▸ **Exercise**:
Search the data for the string "counts" and gather each line it is in.

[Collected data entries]
══════════

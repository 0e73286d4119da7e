//! The [`EventEmitter`]: a per-connection registry of listeners keyed by event name.
//!
//! Emitting never blocks the caller: the listeners registered at the time of the call are
//! snapshotted and run one after the other, in subscription order, on a spawned task.
//! A listener that returns an error or panics is logged and skipped, the following ones still run.
use std::{
    any::Any,
    borrow::Cow,
    collections::HashMap,
    future::Future,
    panic::AssertUnwindSafe,
    pin::Pin,
    sync::{
        Arc, RwLock,
        atomic::{AtomicBool, AtomicU64, Ordering},
    },
    task::{Context, Poll},
};

use futures_util::FutureExt;
use smallvec::SmallVec;
use tokio::task::JoinHandle;
use tracing::instrument::WithSubscriber;

use crate::event::EventArgs;

/// A boxed error returned by a failing listener.
pub type BoxError = Box<dyn std::error::Error + Send + Sync>;

/// Boxed future returned by [`Listener::call`].
pub type BoxFuture<T> = Pin<Box<dyn Future<Output = T> + Send + 'static>>;

/// The output of a listener future: either `()` or a `Result<(), E>`.
pub trait IntoListenerResult {
    /// Convert the listener output into a result
    fn into_listener_result(self) -> Result<(), BoxError>;
}
impl IntoListenerResult for () {
    fn into_listener_result(self) -> Result<(), BoxError> {
        Ok(())
    }
}
impl<E: Into<BoxError>> IntoListenerResult for Result<(), E> {
    fn into_listener_result(self) -> Result<(), BoxError> {
        self.map_err(Into::into)
    }
}

/// A callback subscribed to an event.
///
/// It is implemented for any `Fn(EventArgs) -> impl Future` closure,
/// the future output being `()` or a `Result<(), E>`.
pub trait Listener: Send + Sync + 'static {
    /// Call the listener with the event arguments
    fn call(&self, args: EventArgs) -> BoxFuture<Result<(), BoxError>>;
}

impl<F, Fut, R> Listener for F
where
    F: Fn(EventArgs) -> Fut + Send + Sync + 'static,
    Fut: Future<Output = R> + Send + 'static,
    R: IntoListenerResult + 'static,
{
    fn call(&self, args: EventArgs) -> BoxFuture<Result<(), BoxError>> {
        Box::pin((self)(args).map(IntoListenerResult::into_listener_result))
    }
}

/// A handle to a registered listener, used to unsubscribe it with [`EventEmitter::off`].
#[derive(Debug, Clone, PartialEq, Eq, Hash)]
pub struct SubscriptionId {
    event: Cow<'static, str>,
    id: u64,
}

impl SubscriptionId {
    /// The event name this subscription listens to.
    pub fn event(&self) -> &str {
        &self.event
    }
}

struct Subscriber {
    id: u64,
    listener: Arc<dyn Listener>,
}

/// The outcome of one emission.
#[derive(Debug, Default, Clone, Copy, PartialEq, Eq)]
pub struct EmitReport {
    /// Listeners that completed successfully
    pub delivered: usize,
    /// Listeners that returned an error or panicked
    pub failed: usize,
}

/// Registry of listeners for one connection.
pub struct EventEmitter {
    listeners: RwLock<HashMap<Cow<'static, str>, Vec<Subscriber>>>,
    next_id: AtomicU64,
    closed: AtomicBool,
}

impl Default for EventEmitter {
    fn default() -> Self {
        Self::new()
    }
}

impl EventEmitter {
    /// Create an empty emitter
    pub fn new() -> Self {
        Self {
            listeners: RwLock::new(HashMap::new()),
            next_id: AtomicU64::new(0),
            closed: AtomicBool::new(false),
        }
    }

    /// Subscribe a listener to `event`. Listeners of the same event are called in
    /// subscription order.
    pub fn on<L: Listener>(&self, event: impl Into<Cow<'static, str>>, listener: L) -> SubscriptionId {
        let event = event.into();
        let id = self.next_id.fetch_add(1, Ordering::Relaxed);
        tracing::trace!(%event, id, "adding listener");
        self.listeners
            .write()
            .unwrap()
            .entry(event.clone())
            .or_default()
            .push(Subscriber {
                id,
                listener: Arc::new(listener),
            });
        SubscriptionId { event, id }
    }

    /// Unsubscribe a listener. Returns false if it was already removed.
    ///
    /// An emission that already started still calls the listener.
    pub fn off(&self, subscription: &SubscriptionId) -> bool {
        let mut listeners = self.listeners.write().unwrap();
        let Some(subs) = listeners.get_mut(&subscription.event) else {
            return false;
        };
        let len = subs.len();
        subs.retain(|s| s.id != subscription.id);
        let removed = subs.len() != len;
        if subs.is_empty() {
            listeners.remove(&subscription.event);
        }
        removed
    }

    /// The number of listeners currently subscribed to `event`.
    pub fn listener_count(&self, event: &str) -> usize {
        self.listeners
            .read()
            .unwrap()
            .get(event)
            .map_or(0, Vec::len)
    }

    /// Emit `event` to the listeners subscribed at the time of the call.
    ///
    /// The listeners run on a spawned task, the returned [`EmitHandle`] can be awaited to know
    /// when they are all done, or dropped to let them run detached.
    ///
    /// Outside of a tokio runtime the event is dropped with an error record.
    pub fn emit(&self, event: &str, args: EventArgs) -> EmitHandle {
        if self.closed.load(Ordering::Acquire) {
            tracing::debug!(event, "emitter closed, dropping event");
            return EmitHandle::ready();
        }
        let snapshot: SmallVec<[Arc<dyn Listener>; 4]> = match self.listeners.read().unwrap().get(event) {
            Some(subs) => subs.iter().map(|s| s.listener.clone()).collect(),
            None => SmallVec::new(),
        };
        if snapshot.is_empty() {
            tracing::trace!(event, "no listener for event");
            return EmitHandle::ready();
        }

        let Ok(runtime) = tokio::runtime::Handle::try_current() else {
            tracing::error!(event, "no tokio runtime to run the listeners, dropping event");
            return EmitHandle::ready();
        };

        tracing::trace!(event, listeners = snapshot.len(), "spawning emission");
        let event = event.to_owned();
        let fut = async move {
            let mut report = EmitReport::default();
            for listener in snapshot {
                let args = args.clone();
                let res = AssertUnwindSafe(async move { listener.call(args).await })
                    .catch_unwind()
                    .await;
                match res {
                    Ok(Ok(())) => report.delivered += 1,
                    Ok(Err(error)) => {
                        tracing::error!(event = %event, %error, "listener failed");
                        report.failed += 1;
                    }
                    Err(panic) => {
                        tracing::error!(
                            event = %event,
                            panic = %panic_message(&*panic),
                            "listener panicked"
                        );
                        report.failed += 1;
                    }
                }
            }
            report
        };
        EmitHandle::spawned(runtime.spawn(fut.with_current_subscriber()))
    }

    /// Remove every listener and drop all the following emissions.
    /// Emissions already spawned run to completion.
    pub fn close(&self) {
        self.closed.store(true, Ordering::Release);
        self.listeners.write().unwrap().clear();
    }

    /// Returns true if [`EventEmitter::close`] was called.
    pub fn is_closed(&self) -> bool {
        self.closed.load(Ordering::Acquire)
    }
}

impl std::fmt::Debug for EventEmitter {
    fn fmt(&self, f: &mut std::fmt::Formatter<'_>) -> std::fmt::Result {
        let listeners = self.listeners.read().unwrap();
        let counts: HashMap<_, _> = listeners.iter().map(|(k, v)| (k, v.len())).collect();
        f.debug_struct("EventEmitter")
            .field("listeners", &counts)
            .field("closed", &self.closed)
            .finish()
    }
}

pub(crate) fn panic_message(panic: &(dyn Any + Send)) -> String {
    if let Some(s) = panic.downcast_ref::<&str>() {
        (*s).to_owned()
    } else if let Some(s) = panic.downcast_ref::<String>() {
        s.clone()
    } else {
        "unknown panic payload".to_owned()
    }
}

pin_project_lite::pin_project! {
    /// The completion signal of an emission, resolving to an [`EmitReport`].
    ///
    /// Dropping it does not cancel the emission.
    #[allow(missing_docs)]
    #[project = EmitHandleProj]
    pub enum EmitHandle {
        Spawned {
            #[pin]
            handle: JoinHandle<EmitReport>,
        },
        Ready {
            report: EmitReport,
        },
    }
}

impl EmitHandle {
    fn spawned(handle: JoinHandle<EmitReport>) -> Self {
        EmitHandle::Spawned { handle }
    }
    fn ready() -> Self {
        EmitHandle::Ready {
            report: EmitReport::default(),
        }
    }
}

impl Future for EmitHandle {
    type Output = EmitReport;

    fn poll(self: Pin<&mut Self>, cx: &mut Context<'_>) -> Poll<Self::Output> {
        match self.project() {
            EmitHandleProj::Spawned { handle } => handle.poll(cx).map(|res| {
                res.unwrap_or_else(|_e| {
                    tracing::debug!(?_e, "emission task did not complete");
                    EmitReport::default()
                })
            }),
            EmitHandleProj::Ready { report } => Poll::Ready(*report),
        }
    }
}

#[cfg(test)]
mod test {
    use std::sync::Mutex;

    use socketioxide_client_core::PayloadValue;

    use super::*;

    fn message(arg: &str) -> EventArgs {
        EventArgs::Message {
            ns: "/".into(),
            event: "msg".into(),
            args: vec![arg.into()],
            ack: None,
        }
    }

    fn recorder(
        log: &Arc<Mutex<Vec<&'static str>>>,
        name: &'static str,
    ) -> impl Fn(EventArgs) -> futures_util::future::Ready<()> + Send + Sync + 'static {
        let log = log.clone();
        move |_| {
            log.lock().unwrap().push(name);
            futures_util::future::ready(())
        }
    }

    #[tokio::test]
    async fn emit_in_subscription_order() {
        let emitter = EventEmitter::new();
        let log = Arc::new(Mutex::new(Vec::new()));
        emitter.on("msg", recorder(&log, "A"));
        emitter.on("msg", recorder(&log, "B"));

        let report = emitter.emit("msg", message("hello")).await;
        assert_eq!(report, EmitReport { delivered: 2, failed: 0 });
        assert_eq!(*log.lock().unwrap(), ["A", "B"]);
    }

    #[tokio::test]
    async fn off_removes_listener() {
        let emitter = EventEmitter::new();
        let log = Arc::new(Mutex::new(Vec::new()));
        let a = emitter.on("msg", recorder(&log, "A"));
        emitter.on("msg", recorder(&log, "B"));

        assert!(emitter.off(&a));
        assert!(!emitter.off(&a));
        assert_eq!(emitter.listener_count("msg"), 1);

        emitter.emit("msg", message("hello")).await;
        assert_eq!(*log.lock().unwrap(), ["B"]);
    }

    #[tokio::test]
    async fn failing_listeners_are_isolated() {
        let emitter = EventEmitter::new();
        let log = Arc::new(Mutex::new(Vec::new()));
        emitter.on("msg", |_: EventArgs| async { Err::<(), _>("boom") });
        emitter.on("msg", |_: EventArgs| -> futures_util::future::Ready<()> {
            panic!("listener panic")
        });
        emitter.on("msg", recorder(&log, "C"));

        let report = emitter.emit("msg", message("hello")).await;
        assert_eq!(report, EmitReport { delivered: 1, failed: 2 });
        assert_eq!(*log.lock().unwrap(), ["C"]);
    }

    #[tokio::test]
    async fn snapshot_is_taken_at_emit_time() {
        let emitter = Arc::new(EventEmitter::new());
        let log = Arc::new(Mutex::new(Vec::new()));
        let late = recorder(&log, "late");
        let late = Mutex::new(Some(late));
        let emitter2 = emitter.clone();
        emitter.on("msg", move |_: EventArgs| {
            if let Some(late) = late.lock().unwrap().take() {
                emitter2.on("msg", late);
            }
            async {}
        });

        let report = emitter.emit("msg", message("first")).await;
        assert_eq!(report.delivered, 1);
        assert!(log.lock().unwrap().is_empty());

        let report = emitter.emit("msg", message("second")).await;
        assert_eq!(report.delivered, 2);
        assert_eq!(*log.lock().unwrap(), ["late"]);
    }

    #[tokio::test]
    async fn listener_receives_args() {
        let emitter = EventEmitter::new();
        let (tx, mut rx) = tokio::sync::mpsc::unbounded_channel();
        emitter.on("msg", move |args: EventArgs| {
            tx.send(args.args().to_vec()).unwrap();
            async {}
        });
        emitter.emit("msg", message("hello")).await;
        assert_eq!(rx.recv().await.unwrap(), vec![PayloadValue::from("hello")]);
    }

    #[tokio::test]
    async fn closed_emitter_drops_events() {
        let emitter = EventEmitter::new();
        let log = Arc::new(Mutex::new(Vec::new()));
        emitter.on("msg", recorder(&log, "A"));
        emitter.close();

        assert!(emitter.is_closed());
        assert_eq!(emitter.listener_count("msg"), 0);
        let report = emitter.emit("msg", message("hello")).await;
        assert_eq!(report, EmitReport::default());
        assert!(log.lock().unwrap().is_empty());
    }

    #[test]
    fn emit_outside_runtime() {
        let emitter = EventEmitter::new();
        let log = Arc::new(Mutex::new(Vec::new()));
        emitter.on("msg", recorder(&log, "A"));

        let report = emitter.emit("msg", message("hello")).now_or_never();
        assert_eq!(report, Some(EmitReport::default()));
        assert!(log.lock().unwrap().is_empty());
    }

    #[tokio::test]
    async fn emit_without_listener() {
        let emitter = EventEmitter::new();
        let report = emitter.emit("nobody", message("hello")).await;
        assert_eq!(report, EmitReport::default());
    }
}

══════════

▸ **Completed task**:
        let counts: HashMap<_, _> = listeners.iter().map(|(k, v)| (k, v.len())).collect();
            .field("listeners", &counts)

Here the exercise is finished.